Despite persistent military operations, Abu Sayyaf Group remains resilient and is reportedly increasing activities within and along the coast of Sabah, Malaysia. The Eastern Sabah Security Command (Esscom) issued an alert in late October that Abu Sayyaf Group was operating in Sabah’s waters. The warning stated that the organization was looking to loot foreign vessels and kidnap high-value individuals and vessel crew members (Daily Express, November 1). The threat, however, is not limited to Sabah’s waters, as evidenced by recent security operations on the ground in Sabah and Putrajaya.
Abu Sayyaf Group has faced stiff resistance from the Philippine army—particularly in its stronghold of Jolo—over the past several years. The organization has lost both significant territory and revenue streams. The group, however, remains resilient and is looking toward Malaysia for revenue and recruitment, including the recruitment of young children.

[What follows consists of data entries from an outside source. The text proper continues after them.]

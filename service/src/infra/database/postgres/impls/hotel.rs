//! [`Hotel`]-related [`Database`] implementations.

use common::{
    money::Currency,
    operations::{By, Select},
    Money,
};
use postgres_types::ToSql;
use rust_decimal::Decimal;
use tokio_postgres::Row;
use tracerr::Traced;

use crate::{
    domain::{hotel, City, Hotel},
    infra::{
        database::{self, postgres::Connection, Postgres},
        Database,
    },
    read::{
        self,
        hotel::{
            recommended,
            search::{self, SortBy},
        },
    },
};

use super::{city_columns, hotel_columns, hotel_summary_select};

/// Maps the `h_`-prefixed columns of the provided [`Row`] into a [`Hotel`].
pub(super) fn hotel_from(row: &Row) -> Hotel {
    Hotel {
        id: row.get("h_id"),
        name: row.get("h_name"),
        star_rating: row.get("h_star_rating"),
        description: row.get("h_description"),
        phone: row.get("h_phone"),
        email: row.get("h_email"),
        image_url: row.get("h_image_url"),
        street: row.get("h_street"),
        city_id: row.get("h_city_id"),
        created_at: row.get("h_created_at"),
    }
}

/// Maps the `c_`-prefixed columns of the provided [`Row`] into a [`City`].
fn city_from(row: &Row) -> City {
    City {
        id: row.get("c_id"),
        name: row.get("c_name"),
        country: row.get("c_country"),
    }
}

/// Maps a [`Row`] selected with [`hotel_summary_select!`] into a
/// [`read::hotel::Summary`].
pub(super) fn summary_from(row: &Row) -> read::hotel::Summary {
    let amount: Option<Decimal> = row.get("min_price");
    let currency: Option<Currency> = row.get("currency");
    read::hotel::Summary {
        hotel: hotel_from(row),
        city: city_from(row),
        min_price: amount.zip(currency).map(|(a, c)| Money::new(a, c)),
    }
}

impl<C> Database<Select<By<Option<Hotel>, hotel::Id>>> for Postgres<C>
where
    C: Connection,
{
    type Ok = Option<Hotel>;
    type Err = Traced<database::Error>;

    async fn execute(
        &self,
        Select(by): Select<By<Option<Hotel>, hotel::Id>>,
    ) -> Result<Self::Ok, Self::Err> {
        let id = by.into_inner();

        const SQL: &str = concat!(
            "SELECT ",
            hotel_columns!(),
            " FROM hotels h \
             WHERE h.id = $1::UUID",
        );
        Ok(self
            .query_opt(SQL, &[&id])
            .await
            .map_err(tracerr::wrap!())?
            .map(|row| hotel_from(&row)))
    }
}

impl<C> Database<Select<By<Option<read::hotel::Details>, hotel::Id>>>
    for Postgres<C>
where
    C: Connection,
    Self: Database<
        Select<By<Vec<read::room::Details>, read::room::list::Filter>>,
        Ok = Vec<read::room::Details>,
        Err = Traced<database::Error>,
    >,
{
    type Ok = Option<read::hotel::Details>;
    type Err = Traced<database::Error>;

    async fn execute(
        &self,
        Select(by): Select<By<Option<read::hotel::Details>, hotel::Id>>,
    ) -> Result<Self::Ok, Self::Err> {
        let id = by.into_inner();

        const SQL: &str = concat!(
            "SELECT ",
            hotel_columns!(),
            ", ",
            city_columns!(),
            " FROM hotels h \
             INNER JOIN cities c ON c.id = h.city_id \
             WHERE h.id = $1::UUID",
        );
        let Some(row) = self
            .query_opt(SQL, &[&id])
            .await
            .map_err(tracerr::wrap!())?
        else {
            return Ok(None);
        };

        let rooms = self
            .execute(Select(By::new(read::room::list::Filter {
                hotel_id: Some(id),
                ..read::room::list::Filter::default()
            })))
            .await
            .map_err(tracerr::wrap!())?;

        Ok(Some(read::hotel::Details {
            hotel: hotel_from(&row),
            city: city_from(&row),
            rooms,
        }))
    }
}

/// Conditions of [`search::Filter`] over `hotels` table aliased as `h`.
///
/// Parameters are: `$1` city ID, `$2` minimal stars, `$3` maximal stars,
/// `$4` minimal price, `$5` maximal price, `$6` amenity IDs, `$7` guests,
/// `$8` room type ID.
const SEARCH_CONDITIONS: &str = "\
    ($1::UUID IS NULL OR h.city_id = $1::UUID) \
    AND ($2::INT2 IS NULL OR h.star_rating >= $2::INT2) \
    AND ($3::INT2 IS NULL OR h.star_rating <= $3::INT2) \
    AND ($4::NUMERIC IS NULL OR EXISTS (\
        SELECT 1 FROM rooms r \
        INNER JOIN room_types rt ON rt.id = r.type_id \
        WHERE r.hotel_id = h.id AND rt.base_price >= $4::NUMERIC\
    )) \
    AND ($5::NUMERIC IS NULL OR EXISTS (\
        SELECT 1 FROM rooms r \
        INNER JOIN room_types rt ON rt.id = r.type_id \
        WHERE r.hotel_id = h.id AND rt.base_price <= $5::NUMERIC\
    )) \
    AND (cardinality($6::UUID[]) = 0 OR EXISTS (\
        SELECT 1 FROM rooms r \
        INNER JOIN room_amenities ra ON ra.room_id = r.id \
        WHERE r.hotel_id = h.id AND ra.amenity_id = ANY($6::UUID[])\
    )) \
    AND ($7::INT2 IS NULL OR EXISTS (\
        SELECT 1 FROM rooms r \
        INNER JOIN room_types rt ON rt.id = r.type_id \
        WHERE r.hotel_id = h.id \
              AND r.is_available \
              AND rt.capacity >= $7::INT2\
    )) \
    AND ($8::UUID IS NULL OR EXISTS (\
        SELECT 1 FROM rooms r \
        WHERE r.hotel_id = h.id \
              AND r.is_available \
              AND r.type_id = $8::UUID\
    ))";

impl<C> Database<Select<By<search::Page, search::Selector>>> for Postgres<C>
where
    C: Connection,
{
    type Ok = search::Page;
    type Err = Traced<database::Error>;

    async fn execute(
        &self,
        Select(by): Select<By<search::Page, search::Selector>>,
    ) -> Result<Self::Ok, Self::Err> {
        let search::Selector {
            arguments,
            filter,
            sort,
        } = by.into_inner();

        let filter_params: [&(dyn ToSql + Sync); 8] = [
            &filter.city_id,
            &filter.min_stars,
            &filter.max_stars,
            &filter.min_price,
            &filter.max_price,
            &filter.amenities,
            &filter.guests,
            &filter.room_type_id,
        ];

        let count_sql =
            format!("SELECT COUNT(*) FROM hotels h WHERE {SEARCH_CONDITIONS}");
        let total_count = self
            .query_opt(count_sql.as_str(), &filter_params)
            .await
            .map_err(tracerr::wrap!())?
            .map_or(0, |row| row.get::<_, i64>(0));

        let order = sort.order.sql();
        let key = match sort.by {
            SortBy::Rating => "h.star_rating",
            SortBy::Price => "mp.min_price",
            SortBy::Name => "h.name",
        };
        let sql = format!(
            "{select} \
             WHERE {SEARCH_CONDITIONS} \
             ORDER BY {key} {order} NULLS LAST, h.id ASC \
             LIMIT $9::INT8 OFFSET $10::INT8",
            select = hotel_summary_select!(),
        );
        let limit = i64::try_from(arguments.limit()).unwrap_or(i64::MAX);
        let offset = i64::try_from(arguments.offset()).unwrap_or(i64::MAX);
        let paging: [&(dyn ToSql + Sync); 2] = [&limit, &offset];
        let params = [filter_params.as_slice(), paging.as_slice()].concat();

        let items: Vec<_> = self
            .query(sql.as_str(), &params)
            .await
            .map_err(tracerr::wrap!())?
            .iter()
            .map(summary_from)
            .collect();

        Ok(search::Page::new(
            arguments,
            items,
            u64::try_from(total_count).unwrap_or_default(),
        ))
    }
}

impl<C> Database<Select<By<Vec<read::hotel::Summary>, recommended::Selector>>>
    for Postgres<C>
where
    C: Connection,
{
    type Ok = Vec<read::hotel::Summary>;
    type Err = Traced<database::Error>;

    async fn execute(
        &self,
        Select(by): Select<
            By<Vec<read::hotel::Summary>, recommended::Selector>,
        >,
    ) -> Result<Self::Ok, Self::Err> {
        let recommended::Selector { customer_id, count } = by.into_inner();

        // Mirrors `recommended::Preferences`: no bookings yield a `NULL`
        // average, matching nothing.
        const SQL: &str = concat!(
            "WITH booked AS (\
                SELECT bh.city_id, bh.star_rating \
                FROM bookings b \
                INNER JOIN rooms br ON br.id = b.room_id \
                INNER JOIN hotels bh ON bh.id = br.hotel_id \
                WHERE b.customer_id = $1::UUID\
             ) ",
            hotel_summary_select!(),
            " WHERE h.city_id IN (SELECT city_id FROM booked) \
               AND abs(h.star_rating - (\
                   SELECT avg(star_rating) FROM booked\
               )) <= 1 \
             ORDER BY h.star_rating DESC, h.id ASC \
             LIMIT $2::INT8",
        );
        let limit = i64::from(count);
        Ok(self
            .query(SQL, &[&customer_id, &limit])
            .await
            .map_err(tracerr::wrap!())?
            .iter()
            .map(summary_from)
            .collect())
    }
}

Esscom’s alert followed an incident off the coast of Semporna Town in Sabah on September 11, when two unidentified kidnappers with M-16s captured two Indonesians from a fishing vessel. The incident was the first confirmed kidnapping in the area in more than two years. Authorities noted that while the kidnappers remain unidentified, it is likely that either Abu Sayyaf Group was behind the incident or that the kidnappers delivered the individuals to the group. Police officials also believe that local illegal immigrants—likely from the Philippines—supplied the kidnappers with information on the targets (Channel News Asia, September 18).

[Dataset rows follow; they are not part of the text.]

//! Room-related Web API endpoints.

use axum::{
    extract::{Path, Query},
    Extension, Json,
};
use axum_extra::extract::WithRejection;
use common::{Date, Money};
use serde::{Deserialize, Serialize};
use service::{
    domain::{amenity, hotel, room, room_type},
    query, read, Query as _,
};

use crate::{define_error, AsError, Error, Service};

/// Room of a hotel.
#[derive(Clone, Debug, Serialize)]
#[serde(rename_all = "camelCase")]
pub struct Room {
    /// ID of this [`Room`].
    pub id: room::Id,

    /// ID of the hotel this [`Room`] belongs to.
    pub hotel_id: hotel::Id,

    /// Number of this [`Room`] inside its hotel.
    pub number: String,

    /// Floor this [`Room`] is located on.
    pub floor: Option<i16>,

    /// Indicator whether this [`Room`] is open for booking at all.
    pub is_available: bool,

    /// [`RoomType`] of this [`Room`].
    pub room_type: RoomType,

    /// [`Amenity`]s of this [`Room`].
    pub amenities: Vec<Amenity>,
}

impl From<read::room::Details> for Room {
    fn from(details: read::room::Details) -> Self {
        let read::room::Details {
            room,
            room_type,
            amenities,
        } = details;

        Self {
            id: room.id,
            hotel_id: room.hotel_id,
            number: room.number.to_string(),
            floor: room.floor,
            is_available: room.is_available,
            room_type: room_type.into(),
            amenities: amenities.into_iter().map(Into::into).collect(),
        }
    }
}

/// Kind of a [`Room`].
#[derive(Clone, Debug, Serialize)]
#[serde(rename_all = "camelCase")]
pub struct RoomType {
    /// ID of this [`RoomType`].
    pub id: room_type::Id,

    /// Name of this [`RoomType`].
    pub name: String,

    /// Description of this [`RoomType`].
    pub description: Option<String>,

    /// Price of a single night.
    pub base_price: Money,

    /// Maximum number of guests.
    pub capacity: i16,
}

impl From<service::domain::RoomType> for RoomType {
    fn from(room_type: service::domain::RoomType) -> Self {
        Self {
            id: room_type.id,
            name: room_type.name.to_string(),
            description: room_type.description.map(|d| d.to_string()),
            base_price: room_type.base_price,
            capacity: room_type.capacity.into(),
        }
    }
}

/// Facility of a [`Room`].
#[derive(Clone, Debug, Serialize)]
#[serde(rename_all = "camelCase")]
pub struct Amenity {
    /// ID of this [`Amenity`].
    pub id: amenity::Id,

    /// Name of this [`Amenity`].
    pub name: String,

    /// Description of this [`Amenity`].
    pub description: Option<String>,
}

impl From<service::domain::Amenity> for Amenity {
    fn from(amenity: service::domain::Amenity) -> Self {
        Self {
            id: amenity.id,
            name: amenity.name.to_string(),
            description: amenity.description.map(|d| d.to_string()),
        }
    }
}

/// Query parameters of [`list()`].
#[derive(Clone, Copy, Debug, Deserialize)]
#[serde(rename_all = "camelCase")]
pub struct ListParams {
    /// ID of the hotel to list [`Room`]s of.
    pub hotel_id: Option<hotel::Id>,
}

/// Query parameters of [`available()`].
#[derive(Clone, Copy, Debug, Deserialize)]
#[serde(rename_all = "camelCase")]
pub struct AvailableParams {
    /// Arrival date.
    pub check_in: Date,

    /// Departure date.
    pub check_out: Date,

    /// ID of the hotel to look [`Room`]s in.
    pub hotel_id: Option<hotel::Id>,

    /// Number of guests a [`Room`] must host.
    pub guests: Option<i16>,
}

/// Lists [`Room`]s, optionally of a single hotel.
#[tracing::instrument(skip_all, fields(hotel.id = ?params.hotel_id))]
pub async fn list(
    Extension(service): Extension<Service>,
    WithRejection(Query(params), _): WithRejection<Query<ListParams>, Error>,
) -> Result<Json<Vec<Room>>, Error> {
    let filter = read::room::list::Filter {
        hotel_id: params.hotel_id,
        ..read::room::list::Filter::default()
    };
    let rooms = service
        .execute(query::rooms::List::by(filter))
        .await
        .map_err(AsError::into_error)?;

    Ok(Json(rooms.into_iter().map(Into::into).collect()))
}

/// Lists [`Room`]s free for the whole requested stay.
#[tracing::instrument(
    skip_all,
    fields(
        check_in = %params.check_in,
        check_out = %params.check_out,
        hotel.id = ?params.hotel_id,
    ),
)]
pub async fn available(
    Extension(service): Extension<Service>,
    WithRejection(Query(params), _): WithRejection<
        Query<AvailableParams>,
        Error,
    >,
) -> Result<Json<Vec<Room>>, Error> {
    let filter = read::room::list::Filter {
        hotel_id: params.hotel_id,
        available_for: super::stay(
            Some(params.check_in),
            Some(params.check_out),
        )?,
        guests: super::guests(params.guests)?,
    };
    let rooms = service
        .execute(query::rooms::List::by(filter))
        .await
        .map_err(AsError::into_error)?;

    Ok(Json(rooms.into_iter().map(Into::into).collect()))
}

/// Returns a single [`Room`].
#[tracing::instrument(skip_all, fields(room.id = %id))]
pub async fn get(
    Extension(service): Extension<Service>,
    WithRejection(Path(id), _): WithRejection<Path<room::Id>, Error>,
) -> Result<Json<Room>, Error> {
    service
        .execute(query::room::ById::by(id))
        .await
        .map_err(AsError::into_error)?
        .map(|r| Json(r.into()))
        .ok_or_else(|| RoomError::NotExists.into())
}

define_error! {
    enum RoomError {
        #[code = "ROOM_NOT_EXISTS"]
        #[status = NOT_FOUND]
        #[message = "Room does not exist"]
        NotExists,
    }
}

#[cfg(test)]
mod spec {
    use http::{Method, StatusCode};
    use serde_json::json;
    use service::command::{self, Command as _};

    use crate::api::test::{self, date, get};

    #[tokio::test]
    async fn lists_rooms_available_for_a_stay() {
        let svc = test::service();
        let hotel = test::hotel(&svc, "Rooms", 4).await;
        let booked = test::room(&svc, &hotel, "101", 100, 2).await;
        let free = test::room(&svc, &hotel, "102", 150, 4).await;
        let customer =
            test::customer(&svc, "guest@example.com", "Secret1!").await;
        _ = svc
            .execute(command::CreateBooking {
                customer_id: customer.id,
                room_id: booked.id,
                check_in: date("2025-01-05"),
                check_out: date("2025-01-08"),
            })
            .await
            .unwrap();

        let (status, _, body) = test::send(
            &svc,
            get("/api/rooms/available?checkIn=2025-01-06&checkOut=2025-01-10"),
        )
        .await;
        assert_eq!(status, StatusCode::OK);
        let ids: Vec<_> = body
            .as_array()
            .unwrap()
            .iter()
            .map(|r| r["id"].clone())
            .collect();
        assert_eq!(ids, vec![json!(free.id)]);

        let (_, _, body) = test::send(
            &svc,
            get("/api/rooms/available?checkIn=2025-01-08&checkOut=2025-01-10"),
        )
        .await;
        assert_eq!(body.as_array().unwrap().len(), 2);

        let (_, _, body) = test::send(
            &svc,
            get(&format!(
                "/api/rooms/available?checkIn=2025-01-08&checkOut=2025-01-10\
                 &hotelId={}&guests=3",
                hotel.id,
            )),
        )
        .await;
        assert_eq!(body[0]["id"], json!(free.id));
        assert_eq!(body[0]["roomType"]["capacity"], json!(4));
        assert_eq!(body.as_array().unwrap().len(), 1);
    }

    #[tokio::test]
    async fn rejects_reversed_range() {
        let svc = test::service();

        let (status, _, body) = test::send(
            &svc,
            get("/api/rooms/available?checkIn=2025-01-08&checkOut=2025-01-08"),
        )
        .await;

        assert_eq!(status, StatusCode::BAD_REQUEST);
        assert_eq!(body["code"], "INVALID_RANGE");
        assert!(body["timestamp"].is_string());
    }

    #[tokio::test]
    async fn rejects_malformed_dates() {
        let svc = test::service();

        let (status, _, body) = test::send(
            &svc,
            get("/api/rooms/available?checkIn=05.01.2025&checkOut=2025-01-08"),
        )
        .await;

        assert_eq!(status, StatusCode::BAD_REQUEST);
        assert_eq!(body["code"], "BAD_REQUEST");
    }

    #[tokio::test]
    async fn returns_room_or_not_found() {
        let svc = test::service();
        let hotel = test::hotel(&svc, "Rooms", 4).await;
        let room = test::room(&svc, &hotel, "101", 100, 2).await;

        let (status, _, body) =
            test::send(&svc, get(&format!("/api/rooms/{}", room.id))).await;
        assert_eq!(status, StatusCode::OK);
        assert_eq!(body["number"], "101");
        assert_eq!(body["hotelId"], json!(hotel.id));
        assert_eq!(body["roomType"]["basePrice"]["currency"], "USD");
        assert_eq!(body["amenities"][0]["name"], "Wi-Fi");

        let (status, _, body) = test::send(
            &svc,
            get(&format!("/api/rooms/{}", service::domain::room::Id::new())),
        )
        .await;
        assert_eq!(status, StatusCode::NOT_FOUND);
        assert_eq!(body["code"], "ROOM_NOT_EXISTS");

        let (status, _, _) = test::send(&svc, get("/api/rooms/42")).await;
        assert_eq!(status, StatusCode::BAD_REQUEST);

        let (status, _, _) = test::send(
            &svc,
            test::json(Method::POST, "/api/rooms", &json!({})),
        )
        .await;
        assert_eq!(status, StatusCode::METHOD_NOT_ALLOWED);
    }
}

Malaysian security forces have carried out numerous security operations in recent months to crackdown on terrorist groups and sympathizers. During operations between October 30 and November 12, Malaysia arrested eight militants, the majority of which belonged to Abu Sayyaf Group (Channel News Asia, November 16). Inspector General of Police, Fuzi Harun, noted that among those arrested, the majority were Filipinos living in Malaysia and that they were involved in kidnapping-for-ransom and recruiting children to use as human shields in Basilan. An unnamed 35-year-old Filipino man that was arrested was also reportedly involved in the beheading hostages being held by Abu Sayyaf Group. Also among those arrested was another unnamed individual who is reportedly an Abu Sayyaf sub-commander with close ties to notorious senior group leader Furuji Indama (The Sun Daily, November 16).

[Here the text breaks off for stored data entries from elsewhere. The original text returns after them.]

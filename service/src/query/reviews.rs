//! [`Query`] collection related to [`Review`]s.

use common::operations::By;

use crate::domain::{hotel, Review};
#[cfg(doc)]
use crate::{domain::Hotel, Query};

use super::DatabaseQuery;

/// Queries [`Review`]s of a [`Hotel`], the newest first.
pub type ByHotel = DatabaseQuery<By<Vec<Review>, hotel::Id>>;
//! Command line [`Args`] of the server.

use clap::Parser;

/// Web API server of the hotel booking system.
#[derive(Debug, Parser)]
#[command(version, about, long_about = None)]
pub struct Args {
    /// TOML file to read the configuration from, if it exists.
    #[arg(short, long, value_name = "FILE", default_value = "config.toml")]
    pub config: String,
}

impl Args {
    /// Reads [`Args`] of the current process.
    ///
    /// # Errors
    ///
    /// On unknown or malformed arguments, and on `--help` or `--version`,
    /// which [`clap::Error::exit()`] prints properly.
    pub fn parse() -> Result<Self, clap::Error> {
        Self::try_parse()
    }
}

Concerns over an increase in Abu Sayyaf activity in Malaysia grew further after intelligence reports indicated that Hatib Hajan Sawadjan, an Abu Sayyaf sub-commander known for involvement in kidnapping, escaped a battle with the Philippine Army in Jolo on November 16 (Straits Times, November 22).
While Malaysian authorities have reportedly thwarted at least 10 other kidnapping attempts and made several high-profile arrests, there are thousands of illegal Filipino immigrants in Sabah. Many of them have relatives in Abu Sayyaf or those that are vulnerable to coercion. The arrest of an Abu Sayyaf sub-commander that had long been operating in Sabah coupled with the escape of Hatib Hajan Sawadjin suggests Abu Sayyaf activity in Sabah and its waters is likely to increase as the group seeks refuge from the Philippine Army as well as new members and revenue to support operations in Jolo.